DATA FOR THIS EXERCISE section start
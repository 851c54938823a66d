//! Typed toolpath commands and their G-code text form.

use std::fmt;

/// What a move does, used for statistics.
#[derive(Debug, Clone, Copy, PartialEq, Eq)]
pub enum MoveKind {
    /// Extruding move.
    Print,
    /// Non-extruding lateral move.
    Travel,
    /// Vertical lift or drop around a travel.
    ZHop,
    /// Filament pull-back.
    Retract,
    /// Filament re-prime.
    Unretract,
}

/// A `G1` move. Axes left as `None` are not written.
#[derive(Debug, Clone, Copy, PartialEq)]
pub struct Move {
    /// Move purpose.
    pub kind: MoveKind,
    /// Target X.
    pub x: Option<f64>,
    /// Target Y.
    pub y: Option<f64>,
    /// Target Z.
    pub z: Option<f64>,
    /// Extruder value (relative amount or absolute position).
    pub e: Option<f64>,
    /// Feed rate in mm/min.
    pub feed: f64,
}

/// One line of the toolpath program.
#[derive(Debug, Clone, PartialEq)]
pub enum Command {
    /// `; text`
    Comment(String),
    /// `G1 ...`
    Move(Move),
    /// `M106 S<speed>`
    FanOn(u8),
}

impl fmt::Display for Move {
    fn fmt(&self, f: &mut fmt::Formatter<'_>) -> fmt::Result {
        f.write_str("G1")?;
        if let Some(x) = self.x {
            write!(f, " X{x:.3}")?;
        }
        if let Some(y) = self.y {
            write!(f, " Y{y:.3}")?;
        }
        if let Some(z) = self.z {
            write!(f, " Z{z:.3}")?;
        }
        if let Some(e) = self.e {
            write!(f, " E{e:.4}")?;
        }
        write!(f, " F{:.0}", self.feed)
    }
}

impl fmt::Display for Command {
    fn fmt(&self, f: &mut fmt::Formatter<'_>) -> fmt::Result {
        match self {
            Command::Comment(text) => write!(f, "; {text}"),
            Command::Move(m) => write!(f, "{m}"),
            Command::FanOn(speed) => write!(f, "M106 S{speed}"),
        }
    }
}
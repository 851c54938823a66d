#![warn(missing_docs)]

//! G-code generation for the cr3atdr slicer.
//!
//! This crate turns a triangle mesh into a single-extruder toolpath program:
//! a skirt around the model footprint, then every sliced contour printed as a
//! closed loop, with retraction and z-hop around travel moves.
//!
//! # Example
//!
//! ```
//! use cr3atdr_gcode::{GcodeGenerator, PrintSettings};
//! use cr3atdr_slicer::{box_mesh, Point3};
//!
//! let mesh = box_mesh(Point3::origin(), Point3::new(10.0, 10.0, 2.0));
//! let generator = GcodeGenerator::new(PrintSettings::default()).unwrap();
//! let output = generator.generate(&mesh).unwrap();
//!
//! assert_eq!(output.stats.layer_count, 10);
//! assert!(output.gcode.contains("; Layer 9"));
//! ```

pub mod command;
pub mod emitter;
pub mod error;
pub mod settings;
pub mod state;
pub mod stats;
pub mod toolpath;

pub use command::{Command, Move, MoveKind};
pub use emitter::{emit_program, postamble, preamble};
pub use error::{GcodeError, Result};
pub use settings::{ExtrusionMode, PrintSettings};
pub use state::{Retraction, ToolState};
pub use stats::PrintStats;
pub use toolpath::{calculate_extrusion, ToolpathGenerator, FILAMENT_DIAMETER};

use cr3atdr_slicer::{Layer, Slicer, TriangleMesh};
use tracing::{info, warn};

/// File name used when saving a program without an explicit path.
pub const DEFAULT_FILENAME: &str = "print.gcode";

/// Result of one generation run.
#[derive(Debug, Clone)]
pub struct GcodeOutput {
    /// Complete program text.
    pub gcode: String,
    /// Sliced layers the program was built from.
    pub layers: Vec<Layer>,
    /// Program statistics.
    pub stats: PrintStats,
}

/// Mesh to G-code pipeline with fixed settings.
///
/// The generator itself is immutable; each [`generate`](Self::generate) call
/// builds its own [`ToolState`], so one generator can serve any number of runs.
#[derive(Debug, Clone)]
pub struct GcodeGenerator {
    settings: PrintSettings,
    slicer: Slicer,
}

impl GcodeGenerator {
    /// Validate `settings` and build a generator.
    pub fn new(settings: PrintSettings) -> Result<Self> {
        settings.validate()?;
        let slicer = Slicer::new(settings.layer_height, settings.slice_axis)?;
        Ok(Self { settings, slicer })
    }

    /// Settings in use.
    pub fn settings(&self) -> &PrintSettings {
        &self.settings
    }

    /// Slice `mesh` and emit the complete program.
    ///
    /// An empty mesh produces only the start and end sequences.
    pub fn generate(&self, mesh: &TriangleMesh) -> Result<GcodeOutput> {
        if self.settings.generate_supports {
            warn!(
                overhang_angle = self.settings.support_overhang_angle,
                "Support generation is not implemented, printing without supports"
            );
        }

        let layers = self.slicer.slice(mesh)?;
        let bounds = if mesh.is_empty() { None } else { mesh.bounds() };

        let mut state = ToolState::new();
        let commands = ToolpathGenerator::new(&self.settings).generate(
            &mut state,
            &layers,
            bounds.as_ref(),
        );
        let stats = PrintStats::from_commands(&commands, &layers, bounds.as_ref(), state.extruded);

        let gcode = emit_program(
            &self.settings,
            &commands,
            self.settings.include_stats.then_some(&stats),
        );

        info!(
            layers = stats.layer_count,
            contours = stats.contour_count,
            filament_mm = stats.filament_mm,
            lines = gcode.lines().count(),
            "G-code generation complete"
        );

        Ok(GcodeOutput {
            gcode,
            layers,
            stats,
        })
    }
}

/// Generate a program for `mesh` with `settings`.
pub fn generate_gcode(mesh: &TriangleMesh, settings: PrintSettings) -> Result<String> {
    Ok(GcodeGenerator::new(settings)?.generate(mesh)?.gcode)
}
DATA FOR THIS EXERCISE section end
DATA FOR THIS EXERCISE section start
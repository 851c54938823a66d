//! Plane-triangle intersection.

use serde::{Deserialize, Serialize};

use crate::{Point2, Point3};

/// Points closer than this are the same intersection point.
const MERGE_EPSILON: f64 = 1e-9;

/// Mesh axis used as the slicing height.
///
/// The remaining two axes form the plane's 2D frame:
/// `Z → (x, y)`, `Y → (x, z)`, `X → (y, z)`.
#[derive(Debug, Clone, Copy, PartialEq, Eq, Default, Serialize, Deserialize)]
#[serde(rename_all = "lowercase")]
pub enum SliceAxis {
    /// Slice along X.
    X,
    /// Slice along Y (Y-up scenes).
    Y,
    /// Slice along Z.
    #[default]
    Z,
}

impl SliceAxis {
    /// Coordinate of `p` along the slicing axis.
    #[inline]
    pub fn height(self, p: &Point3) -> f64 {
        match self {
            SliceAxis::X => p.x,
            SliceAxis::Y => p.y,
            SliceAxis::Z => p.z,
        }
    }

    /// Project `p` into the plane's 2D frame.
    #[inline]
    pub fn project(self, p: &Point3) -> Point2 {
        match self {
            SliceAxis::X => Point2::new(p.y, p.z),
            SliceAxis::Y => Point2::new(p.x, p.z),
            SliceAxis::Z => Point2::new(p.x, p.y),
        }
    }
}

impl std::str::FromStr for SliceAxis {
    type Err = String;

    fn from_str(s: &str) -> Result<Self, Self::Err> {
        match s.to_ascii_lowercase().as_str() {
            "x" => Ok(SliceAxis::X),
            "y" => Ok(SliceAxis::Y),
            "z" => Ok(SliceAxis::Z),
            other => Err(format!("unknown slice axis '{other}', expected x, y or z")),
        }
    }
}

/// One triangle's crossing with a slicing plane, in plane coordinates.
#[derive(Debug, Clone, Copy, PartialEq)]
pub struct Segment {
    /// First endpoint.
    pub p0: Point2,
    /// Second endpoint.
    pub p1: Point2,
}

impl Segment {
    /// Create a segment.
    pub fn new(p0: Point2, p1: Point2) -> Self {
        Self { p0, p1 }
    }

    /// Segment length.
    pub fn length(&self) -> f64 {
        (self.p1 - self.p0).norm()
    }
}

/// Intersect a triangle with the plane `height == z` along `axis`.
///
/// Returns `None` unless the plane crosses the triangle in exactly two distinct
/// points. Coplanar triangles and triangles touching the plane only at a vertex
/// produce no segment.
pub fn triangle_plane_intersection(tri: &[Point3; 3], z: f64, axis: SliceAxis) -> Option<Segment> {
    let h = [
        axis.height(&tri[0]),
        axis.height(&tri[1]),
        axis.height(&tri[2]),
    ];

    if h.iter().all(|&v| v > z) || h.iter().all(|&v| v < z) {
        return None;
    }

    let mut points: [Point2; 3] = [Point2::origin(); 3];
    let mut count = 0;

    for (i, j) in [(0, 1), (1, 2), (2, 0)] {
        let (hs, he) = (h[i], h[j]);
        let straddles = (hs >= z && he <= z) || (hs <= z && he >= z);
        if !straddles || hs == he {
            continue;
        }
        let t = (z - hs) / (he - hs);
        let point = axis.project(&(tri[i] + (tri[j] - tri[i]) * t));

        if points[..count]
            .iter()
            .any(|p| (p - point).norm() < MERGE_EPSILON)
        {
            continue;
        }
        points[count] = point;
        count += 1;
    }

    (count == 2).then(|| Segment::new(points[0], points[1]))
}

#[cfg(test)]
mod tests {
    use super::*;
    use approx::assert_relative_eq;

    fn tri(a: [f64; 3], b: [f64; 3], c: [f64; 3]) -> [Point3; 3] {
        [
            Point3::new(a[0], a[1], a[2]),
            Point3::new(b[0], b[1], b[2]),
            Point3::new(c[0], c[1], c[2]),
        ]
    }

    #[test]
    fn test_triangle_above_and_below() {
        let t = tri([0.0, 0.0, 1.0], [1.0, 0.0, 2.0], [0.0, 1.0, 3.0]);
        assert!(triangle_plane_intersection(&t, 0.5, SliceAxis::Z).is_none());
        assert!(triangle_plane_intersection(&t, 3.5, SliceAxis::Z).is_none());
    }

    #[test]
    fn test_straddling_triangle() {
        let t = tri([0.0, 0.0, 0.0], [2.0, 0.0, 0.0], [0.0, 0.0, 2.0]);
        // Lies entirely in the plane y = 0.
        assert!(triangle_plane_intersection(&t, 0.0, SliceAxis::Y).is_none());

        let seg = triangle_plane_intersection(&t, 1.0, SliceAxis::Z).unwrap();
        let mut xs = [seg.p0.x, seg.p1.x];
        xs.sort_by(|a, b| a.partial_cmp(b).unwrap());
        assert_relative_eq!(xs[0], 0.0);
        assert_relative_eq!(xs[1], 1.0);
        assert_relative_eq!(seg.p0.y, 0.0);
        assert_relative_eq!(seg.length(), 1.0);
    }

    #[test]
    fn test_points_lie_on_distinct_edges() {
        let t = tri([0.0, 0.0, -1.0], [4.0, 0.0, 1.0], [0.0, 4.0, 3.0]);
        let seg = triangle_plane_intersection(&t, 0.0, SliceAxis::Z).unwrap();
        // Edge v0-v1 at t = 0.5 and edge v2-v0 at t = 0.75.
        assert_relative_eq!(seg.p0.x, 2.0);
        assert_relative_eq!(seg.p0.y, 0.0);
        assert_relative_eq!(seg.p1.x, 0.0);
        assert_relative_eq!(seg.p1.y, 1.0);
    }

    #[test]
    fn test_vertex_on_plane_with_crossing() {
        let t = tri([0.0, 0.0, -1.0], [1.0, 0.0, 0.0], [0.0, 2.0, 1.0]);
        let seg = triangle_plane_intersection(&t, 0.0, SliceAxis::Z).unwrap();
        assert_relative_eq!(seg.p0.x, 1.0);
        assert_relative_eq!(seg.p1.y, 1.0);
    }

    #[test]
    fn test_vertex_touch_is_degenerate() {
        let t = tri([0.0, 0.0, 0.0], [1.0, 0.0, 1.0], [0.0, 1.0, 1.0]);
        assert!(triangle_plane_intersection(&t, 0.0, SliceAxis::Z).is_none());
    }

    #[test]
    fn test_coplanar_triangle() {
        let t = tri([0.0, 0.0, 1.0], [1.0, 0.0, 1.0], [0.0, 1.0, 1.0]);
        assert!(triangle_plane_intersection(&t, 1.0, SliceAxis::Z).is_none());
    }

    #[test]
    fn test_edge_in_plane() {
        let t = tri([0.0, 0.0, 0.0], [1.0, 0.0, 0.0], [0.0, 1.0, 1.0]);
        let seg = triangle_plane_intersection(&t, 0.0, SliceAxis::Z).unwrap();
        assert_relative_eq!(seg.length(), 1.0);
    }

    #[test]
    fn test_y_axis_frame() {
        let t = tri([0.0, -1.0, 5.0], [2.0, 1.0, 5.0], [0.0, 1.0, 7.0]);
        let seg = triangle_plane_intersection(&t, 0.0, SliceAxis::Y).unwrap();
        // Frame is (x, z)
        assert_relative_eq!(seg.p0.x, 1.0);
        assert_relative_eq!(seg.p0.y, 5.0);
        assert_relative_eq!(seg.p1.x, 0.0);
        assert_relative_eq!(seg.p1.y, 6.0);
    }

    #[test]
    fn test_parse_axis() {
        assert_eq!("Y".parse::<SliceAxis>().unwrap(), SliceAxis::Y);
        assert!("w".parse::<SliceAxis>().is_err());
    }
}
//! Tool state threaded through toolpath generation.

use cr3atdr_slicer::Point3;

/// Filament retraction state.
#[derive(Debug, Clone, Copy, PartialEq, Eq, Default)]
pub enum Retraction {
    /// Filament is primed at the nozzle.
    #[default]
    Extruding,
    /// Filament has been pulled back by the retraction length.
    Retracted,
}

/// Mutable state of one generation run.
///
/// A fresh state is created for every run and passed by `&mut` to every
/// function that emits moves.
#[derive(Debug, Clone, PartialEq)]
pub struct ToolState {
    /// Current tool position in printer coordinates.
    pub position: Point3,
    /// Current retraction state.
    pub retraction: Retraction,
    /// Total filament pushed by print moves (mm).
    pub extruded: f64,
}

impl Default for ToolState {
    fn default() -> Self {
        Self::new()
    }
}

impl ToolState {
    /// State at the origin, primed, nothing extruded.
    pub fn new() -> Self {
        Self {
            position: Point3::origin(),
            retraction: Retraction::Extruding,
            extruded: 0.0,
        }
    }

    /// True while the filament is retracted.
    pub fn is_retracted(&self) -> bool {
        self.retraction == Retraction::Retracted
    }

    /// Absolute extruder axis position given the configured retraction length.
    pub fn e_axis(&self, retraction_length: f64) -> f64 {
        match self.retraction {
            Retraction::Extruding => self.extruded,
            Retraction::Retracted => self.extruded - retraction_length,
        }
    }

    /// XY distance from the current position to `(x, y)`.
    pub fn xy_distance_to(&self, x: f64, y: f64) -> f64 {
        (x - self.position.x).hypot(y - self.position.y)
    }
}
DATA FOR THIS EXERCISE section end
DATA FOR THIS EXERCISE section start
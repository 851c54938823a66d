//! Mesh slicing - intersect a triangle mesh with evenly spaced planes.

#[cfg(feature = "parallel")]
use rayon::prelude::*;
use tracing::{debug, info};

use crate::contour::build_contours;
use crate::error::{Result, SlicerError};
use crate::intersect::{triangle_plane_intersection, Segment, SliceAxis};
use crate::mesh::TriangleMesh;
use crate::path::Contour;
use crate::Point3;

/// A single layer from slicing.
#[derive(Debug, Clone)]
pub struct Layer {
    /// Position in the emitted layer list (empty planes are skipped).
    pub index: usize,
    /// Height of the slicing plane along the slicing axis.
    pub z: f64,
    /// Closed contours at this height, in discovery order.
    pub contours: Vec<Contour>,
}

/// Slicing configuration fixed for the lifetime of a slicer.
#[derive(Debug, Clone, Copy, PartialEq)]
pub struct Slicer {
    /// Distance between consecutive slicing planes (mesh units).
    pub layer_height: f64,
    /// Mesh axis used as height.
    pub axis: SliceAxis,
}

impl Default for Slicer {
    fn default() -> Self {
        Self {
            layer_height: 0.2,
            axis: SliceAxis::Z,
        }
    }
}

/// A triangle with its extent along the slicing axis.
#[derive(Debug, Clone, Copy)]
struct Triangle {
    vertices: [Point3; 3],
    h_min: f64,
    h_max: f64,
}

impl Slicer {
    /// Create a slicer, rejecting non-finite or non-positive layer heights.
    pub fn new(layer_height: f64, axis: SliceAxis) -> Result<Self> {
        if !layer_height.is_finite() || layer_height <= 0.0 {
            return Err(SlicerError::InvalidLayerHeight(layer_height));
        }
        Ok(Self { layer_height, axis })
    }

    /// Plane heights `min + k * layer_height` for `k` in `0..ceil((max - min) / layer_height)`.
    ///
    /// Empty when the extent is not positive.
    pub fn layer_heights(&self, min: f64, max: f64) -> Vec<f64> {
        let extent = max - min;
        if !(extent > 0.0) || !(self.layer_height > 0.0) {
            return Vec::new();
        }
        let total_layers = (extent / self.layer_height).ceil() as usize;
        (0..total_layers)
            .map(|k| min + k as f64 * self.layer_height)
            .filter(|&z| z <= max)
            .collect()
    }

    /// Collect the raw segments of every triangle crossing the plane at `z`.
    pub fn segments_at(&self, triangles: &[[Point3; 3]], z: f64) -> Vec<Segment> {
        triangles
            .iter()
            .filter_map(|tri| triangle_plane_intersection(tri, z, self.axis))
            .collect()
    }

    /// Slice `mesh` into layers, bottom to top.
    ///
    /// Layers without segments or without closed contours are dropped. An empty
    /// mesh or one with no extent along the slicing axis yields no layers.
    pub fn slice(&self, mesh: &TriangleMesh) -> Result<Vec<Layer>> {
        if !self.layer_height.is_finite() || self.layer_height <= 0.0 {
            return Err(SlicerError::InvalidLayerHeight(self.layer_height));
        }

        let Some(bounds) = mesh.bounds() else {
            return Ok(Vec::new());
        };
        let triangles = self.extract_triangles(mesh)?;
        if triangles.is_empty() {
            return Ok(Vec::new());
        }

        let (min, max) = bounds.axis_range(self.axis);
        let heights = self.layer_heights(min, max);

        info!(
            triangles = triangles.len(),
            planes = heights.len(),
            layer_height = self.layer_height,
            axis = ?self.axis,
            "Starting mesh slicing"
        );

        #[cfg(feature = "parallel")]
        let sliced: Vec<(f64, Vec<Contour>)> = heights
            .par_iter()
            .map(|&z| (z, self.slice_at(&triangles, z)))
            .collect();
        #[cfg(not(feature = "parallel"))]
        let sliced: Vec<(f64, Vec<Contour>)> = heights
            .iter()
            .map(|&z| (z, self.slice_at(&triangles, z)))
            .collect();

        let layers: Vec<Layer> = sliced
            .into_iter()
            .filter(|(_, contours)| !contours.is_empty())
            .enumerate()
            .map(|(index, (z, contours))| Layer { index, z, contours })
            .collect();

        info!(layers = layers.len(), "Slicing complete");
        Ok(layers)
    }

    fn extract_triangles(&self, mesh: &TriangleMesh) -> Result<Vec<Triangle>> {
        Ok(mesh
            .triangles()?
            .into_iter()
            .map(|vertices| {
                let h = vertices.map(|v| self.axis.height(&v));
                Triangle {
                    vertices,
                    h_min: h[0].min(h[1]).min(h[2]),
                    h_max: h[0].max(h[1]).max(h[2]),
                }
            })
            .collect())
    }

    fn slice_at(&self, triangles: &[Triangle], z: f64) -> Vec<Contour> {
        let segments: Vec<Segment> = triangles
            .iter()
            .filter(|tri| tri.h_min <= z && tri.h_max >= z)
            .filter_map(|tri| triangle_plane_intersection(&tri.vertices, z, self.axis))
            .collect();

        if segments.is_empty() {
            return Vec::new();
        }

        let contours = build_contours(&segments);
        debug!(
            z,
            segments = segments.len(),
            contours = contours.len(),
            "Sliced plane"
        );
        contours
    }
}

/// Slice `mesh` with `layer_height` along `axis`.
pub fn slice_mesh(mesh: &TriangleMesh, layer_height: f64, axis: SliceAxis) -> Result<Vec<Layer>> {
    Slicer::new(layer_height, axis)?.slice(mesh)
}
DATA FOR THIS EXERCISE section end
• **EXERCISE**: Every line with the string "Display" in the material should be returned.

• **EXERCISE OUTPUT**:
impl fmt::Display for Move {
impl fmt::Display for Command {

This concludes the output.